- [Task] Below are entries; output exactly the lines from the one with "lazily from entries" to the one with "pub fn from_bytes(bytes: [u8;", both included, and nothing else.

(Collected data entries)
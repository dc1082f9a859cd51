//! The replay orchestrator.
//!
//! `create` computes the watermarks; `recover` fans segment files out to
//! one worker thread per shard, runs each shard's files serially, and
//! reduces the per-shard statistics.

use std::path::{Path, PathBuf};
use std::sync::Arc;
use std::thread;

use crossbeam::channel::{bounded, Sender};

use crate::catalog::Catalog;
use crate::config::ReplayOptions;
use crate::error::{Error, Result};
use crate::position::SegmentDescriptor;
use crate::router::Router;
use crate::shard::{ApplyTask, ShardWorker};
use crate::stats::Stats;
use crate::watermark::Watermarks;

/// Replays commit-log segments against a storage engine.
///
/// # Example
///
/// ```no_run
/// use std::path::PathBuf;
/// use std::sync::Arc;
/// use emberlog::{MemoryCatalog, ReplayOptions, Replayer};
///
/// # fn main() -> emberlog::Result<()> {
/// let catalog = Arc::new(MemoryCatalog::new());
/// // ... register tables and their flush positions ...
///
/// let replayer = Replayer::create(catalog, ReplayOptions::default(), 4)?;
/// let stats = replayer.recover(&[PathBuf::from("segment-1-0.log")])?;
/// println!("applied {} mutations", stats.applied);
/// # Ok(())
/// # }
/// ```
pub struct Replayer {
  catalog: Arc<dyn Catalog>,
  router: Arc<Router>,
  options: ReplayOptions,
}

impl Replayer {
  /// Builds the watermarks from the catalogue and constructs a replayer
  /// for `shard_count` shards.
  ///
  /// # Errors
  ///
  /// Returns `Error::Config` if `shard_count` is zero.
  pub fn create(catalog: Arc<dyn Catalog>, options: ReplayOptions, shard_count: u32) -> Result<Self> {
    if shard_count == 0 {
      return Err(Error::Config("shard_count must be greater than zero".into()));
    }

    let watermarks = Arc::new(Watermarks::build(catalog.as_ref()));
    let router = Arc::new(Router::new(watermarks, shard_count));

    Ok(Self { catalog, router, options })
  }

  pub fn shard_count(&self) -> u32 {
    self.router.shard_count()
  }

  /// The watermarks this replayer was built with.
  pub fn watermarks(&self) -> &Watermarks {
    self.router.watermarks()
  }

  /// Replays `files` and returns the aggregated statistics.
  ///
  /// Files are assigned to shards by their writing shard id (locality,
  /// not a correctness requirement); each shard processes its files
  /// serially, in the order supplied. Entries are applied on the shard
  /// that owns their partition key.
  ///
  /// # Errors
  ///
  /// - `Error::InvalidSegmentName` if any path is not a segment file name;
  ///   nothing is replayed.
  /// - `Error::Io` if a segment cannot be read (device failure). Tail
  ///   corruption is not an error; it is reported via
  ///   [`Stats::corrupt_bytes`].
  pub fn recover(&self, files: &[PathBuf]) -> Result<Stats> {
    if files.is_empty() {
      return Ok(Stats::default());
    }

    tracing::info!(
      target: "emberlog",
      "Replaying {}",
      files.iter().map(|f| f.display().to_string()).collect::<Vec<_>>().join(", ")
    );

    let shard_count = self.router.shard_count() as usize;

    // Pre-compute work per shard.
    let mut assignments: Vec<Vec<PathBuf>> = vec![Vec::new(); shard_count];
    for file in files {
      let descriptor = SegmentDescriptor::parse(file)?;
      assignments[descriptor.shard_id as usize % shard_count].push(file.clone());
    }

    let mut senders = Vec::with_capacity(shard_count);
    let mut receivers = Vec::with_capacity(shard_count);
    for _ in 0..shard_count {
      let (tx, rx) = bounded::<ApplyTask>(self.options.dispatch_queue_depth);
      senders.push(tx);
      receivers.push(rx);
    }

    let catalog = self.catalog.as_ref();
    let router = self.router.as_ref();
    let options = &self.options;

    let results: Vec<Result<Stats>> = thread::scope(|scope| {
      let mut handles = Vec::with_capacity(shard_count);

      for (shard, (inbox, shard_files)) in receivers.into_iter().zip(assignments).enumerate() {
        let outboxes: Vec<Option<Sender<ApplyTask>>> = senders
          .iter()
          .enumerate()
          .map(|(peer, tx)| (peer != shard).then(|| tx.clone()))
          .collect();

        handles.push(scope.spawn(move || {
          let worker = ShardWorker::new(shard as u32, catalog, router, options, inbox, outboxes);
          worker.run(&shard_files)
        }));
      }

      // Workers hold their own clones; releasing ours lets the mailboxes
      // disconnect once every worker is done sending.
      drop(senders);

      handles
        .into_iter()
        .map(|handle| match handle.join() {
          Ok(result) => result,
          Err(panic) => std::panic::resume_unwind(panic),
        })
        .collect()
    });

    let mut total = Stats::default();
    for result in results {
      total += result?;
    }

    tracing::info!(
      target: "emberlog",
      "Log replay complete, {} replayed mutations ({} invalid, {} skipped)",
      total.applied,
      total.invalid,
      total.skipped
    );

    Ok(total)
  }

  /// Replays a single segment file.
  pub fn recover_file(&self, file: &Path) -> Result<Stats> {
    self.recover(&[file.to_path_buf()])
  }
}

--

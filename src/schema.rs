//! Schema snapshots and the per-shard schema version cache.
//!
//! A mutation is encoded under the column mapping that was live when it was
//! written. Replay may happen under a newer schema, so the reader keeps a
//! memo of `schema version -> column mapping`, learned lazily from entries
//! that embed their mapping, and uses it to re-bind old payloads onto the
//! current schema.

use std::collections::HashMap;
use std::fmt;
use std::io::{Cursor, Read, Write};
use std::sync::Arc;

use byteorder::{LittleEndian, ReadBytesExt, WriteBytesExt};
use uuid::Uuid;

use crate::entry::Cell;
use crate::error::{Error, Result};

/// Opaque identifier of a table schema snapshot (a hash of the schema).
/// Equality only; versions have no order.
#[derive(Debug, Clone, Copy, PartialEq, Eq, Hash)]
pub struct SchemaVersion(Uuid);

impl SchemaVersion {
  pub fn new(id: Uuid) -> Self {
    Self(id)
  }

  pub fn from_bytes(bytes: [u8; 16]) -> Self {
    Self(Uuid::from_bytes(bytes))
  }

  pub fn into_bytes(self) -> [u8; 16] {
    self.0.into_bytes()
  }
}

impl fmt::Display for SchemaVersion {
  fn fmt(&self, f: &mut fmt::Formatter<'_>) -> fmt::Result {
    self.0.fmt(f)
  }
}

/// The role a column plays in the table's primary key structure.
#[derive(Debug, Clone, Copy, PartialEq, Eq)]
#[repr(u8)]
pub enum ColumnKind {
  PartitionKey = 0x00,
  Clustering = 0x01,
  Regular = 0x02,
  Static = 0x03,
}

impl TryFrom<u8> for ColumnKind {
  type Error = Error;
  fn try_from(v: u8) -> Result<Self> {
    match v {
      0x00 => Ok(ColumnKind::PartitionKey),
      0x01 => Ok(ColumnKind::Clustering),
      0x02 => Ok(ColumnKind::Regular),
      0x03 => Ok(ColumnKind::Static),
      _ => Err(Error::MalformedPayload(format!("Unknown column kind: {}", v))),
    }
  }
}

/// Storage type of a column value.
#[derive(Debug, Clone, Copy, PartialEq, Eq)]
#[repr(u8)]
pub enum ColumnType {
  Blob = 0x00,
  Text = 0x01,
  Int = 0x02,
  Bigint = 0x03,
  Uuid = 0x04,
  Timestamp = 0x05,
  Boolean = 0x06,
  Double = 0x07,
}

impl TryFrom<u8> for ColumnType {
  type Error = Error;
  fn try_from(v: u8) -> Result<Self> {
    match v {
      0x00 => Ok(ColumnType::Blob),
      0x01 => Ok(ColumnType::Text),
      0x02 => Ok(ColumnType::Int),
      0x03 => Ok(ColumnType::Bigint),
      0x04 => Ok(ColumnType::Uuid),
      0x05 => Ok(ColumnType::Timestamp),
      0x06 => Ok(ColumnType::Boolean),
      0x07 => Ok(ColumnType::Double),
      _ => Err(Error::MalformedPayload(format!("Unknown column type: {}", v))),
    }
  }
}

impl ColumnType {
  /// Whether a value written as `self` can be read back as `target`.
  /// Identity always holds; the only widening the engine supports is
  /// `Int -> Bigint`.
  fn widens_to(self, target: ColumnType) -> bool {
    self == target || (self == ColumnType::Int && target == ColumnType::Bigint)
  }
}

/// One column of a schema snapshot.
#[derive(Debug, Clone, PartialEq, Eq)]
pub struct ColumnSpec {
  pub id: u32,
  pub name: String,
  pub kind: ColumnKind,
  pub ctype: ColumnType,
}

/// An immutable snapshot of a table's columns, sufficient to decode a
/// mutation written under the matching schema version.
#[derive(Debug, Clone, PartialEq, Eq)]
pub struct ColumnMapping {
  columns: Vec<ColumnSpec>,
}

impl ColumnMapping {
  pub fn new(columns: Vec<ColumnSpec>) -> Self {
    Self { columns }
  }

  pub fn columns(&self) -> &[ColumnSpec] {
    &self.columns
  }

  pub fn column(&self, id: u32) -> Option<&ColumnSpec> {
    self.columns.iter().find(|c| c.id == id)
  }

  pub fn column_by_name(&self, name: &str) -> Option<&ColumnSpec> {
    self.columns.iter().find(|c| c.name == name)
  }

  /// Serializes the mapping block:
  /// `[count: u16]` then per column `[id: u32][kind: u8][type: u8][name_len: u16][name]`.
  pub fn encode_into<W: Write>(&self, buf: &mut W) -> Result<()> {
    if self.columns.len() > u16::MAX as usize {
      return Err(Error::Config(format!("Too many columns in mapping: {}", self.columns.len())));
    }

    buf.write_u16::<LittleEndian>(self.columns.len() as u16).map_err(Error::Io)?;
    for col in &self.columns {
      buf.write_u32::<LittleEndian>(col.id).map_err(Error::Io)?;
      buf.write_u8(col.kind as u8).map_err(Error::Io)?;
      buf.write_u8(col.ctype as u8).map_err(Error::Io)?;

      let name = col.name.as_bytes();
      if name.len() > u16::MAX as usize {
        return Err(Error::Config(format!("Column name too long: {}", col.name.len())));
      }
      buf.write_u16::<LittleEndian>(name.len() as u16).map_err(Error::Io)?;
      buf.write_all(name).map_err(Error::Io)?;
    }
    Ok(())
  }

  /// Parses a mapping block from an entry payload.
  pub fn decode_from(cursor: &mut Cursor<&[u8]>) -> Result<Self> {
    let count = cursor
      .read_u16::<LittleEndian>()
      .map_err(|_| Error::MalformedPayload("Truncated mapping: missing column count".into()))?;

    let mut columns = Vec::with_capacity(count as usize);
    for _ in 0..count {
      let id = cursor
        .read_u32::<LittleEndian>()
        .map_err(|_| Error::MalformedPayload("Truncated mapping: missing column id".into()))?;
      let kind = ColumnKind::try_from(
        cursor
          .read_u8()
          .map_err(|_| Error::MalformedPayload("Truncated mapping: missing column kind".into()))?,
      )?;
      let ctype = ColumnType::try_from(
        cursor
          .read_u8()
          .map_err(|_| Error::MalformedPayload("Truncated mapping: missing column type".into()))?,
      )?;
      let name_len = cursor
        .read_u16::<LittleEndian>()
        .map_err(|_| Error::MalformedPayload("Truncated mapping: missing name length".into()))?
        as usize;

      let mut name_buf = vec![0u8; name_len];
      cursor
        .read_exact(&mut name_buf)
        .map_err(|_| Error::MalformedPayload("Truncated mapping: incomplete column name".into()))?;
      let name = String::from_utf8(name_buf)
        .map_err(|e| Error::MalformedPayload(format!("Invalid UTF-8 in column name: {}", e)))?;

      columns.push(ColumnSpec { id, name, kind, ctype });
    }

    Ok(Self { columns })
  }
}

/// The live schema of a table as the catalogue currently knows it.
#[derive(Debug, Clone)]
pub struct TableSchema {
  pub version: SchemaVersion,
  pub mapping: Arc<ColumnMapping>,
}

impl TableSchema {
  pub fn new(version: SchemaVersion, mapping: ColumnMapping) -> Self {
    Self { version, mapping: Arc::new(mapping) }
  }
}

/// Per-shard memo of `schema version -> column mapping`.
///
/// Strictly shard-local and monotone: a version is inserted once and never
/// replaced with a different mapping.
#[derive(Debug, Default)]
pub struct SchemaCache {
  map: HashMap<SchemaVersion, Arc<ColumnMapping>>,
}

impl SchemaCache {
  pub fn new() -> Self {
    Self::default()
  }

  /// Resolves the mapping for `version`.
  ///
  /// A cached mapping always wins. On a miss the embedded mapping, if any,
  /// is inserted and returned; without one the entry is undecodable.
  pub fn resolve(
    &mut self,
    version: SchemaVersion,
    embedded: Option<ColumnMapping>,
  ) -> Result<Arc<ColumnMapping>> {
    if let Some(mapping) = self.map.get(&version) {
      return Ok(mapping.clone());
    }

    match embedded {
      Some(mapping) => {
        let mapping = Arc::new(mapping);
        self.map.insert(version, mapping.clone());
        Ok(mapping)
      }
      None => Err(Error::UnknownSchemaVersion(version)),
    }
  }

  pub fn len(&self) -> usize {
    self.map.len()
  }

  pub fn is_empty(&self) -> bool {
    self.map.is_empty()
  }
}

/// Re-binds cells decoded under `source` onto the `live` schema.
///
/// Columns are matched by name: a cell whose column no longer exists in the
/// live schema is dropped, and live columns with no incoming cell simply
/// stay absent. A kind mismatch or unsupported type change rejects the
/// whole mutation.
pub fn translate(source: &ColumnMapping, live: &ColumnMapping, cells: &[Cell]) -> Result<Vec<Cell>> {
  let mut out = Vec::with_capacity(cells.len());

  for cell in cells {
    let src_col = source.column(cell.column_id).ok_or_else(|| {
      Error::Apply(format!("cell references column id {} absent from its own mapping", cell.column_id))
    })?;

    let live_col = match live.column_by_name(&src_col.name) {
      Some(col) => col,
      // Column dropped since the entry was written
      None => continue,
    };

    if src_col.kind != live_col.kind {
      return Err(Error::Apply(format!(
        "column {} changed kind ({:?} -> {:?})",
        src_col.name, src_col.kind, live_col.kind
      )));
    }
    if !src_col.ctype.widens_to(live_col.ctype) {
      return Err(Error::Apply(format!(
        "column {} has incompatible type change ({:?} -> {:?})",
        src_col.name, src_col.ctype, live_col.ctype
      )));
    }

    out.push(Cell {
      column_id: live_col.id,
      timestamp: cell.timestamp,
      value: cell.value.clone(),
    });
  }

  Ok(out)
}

- [Result of the exercise]
//! memo of `schema version -> column mapping`, learned lazily from entries
//! that embed their mapping, and uses it to re-bind old payloads onto the
//! current schema.

use std::collections::HashMap;
use std::fmt;
use std::io::{Cursor, Read, Write};
use std::sync::Arc;

use byteorder::{LittleEndian, ReadBytesExt, WriteBytesExt};
use uuid::Uuid;

use crate::entry::Cell;
use crate::error::{Error, Result};

/// Opaque identifier of a table schema snapshot (a hash of the schema).
/// Equality only; versions have no order.
#[derive(Debug, Clone, Copy, PartialEq, Eq, Hash)]
pub struct SchemaVersion(Uuid);

impl SchemaVersion {
  pub fn new(id: Uuid) -> Self {
    Self(id)
  }

  pub fn from_bytes(bytes: [u8; 16]) -> Self {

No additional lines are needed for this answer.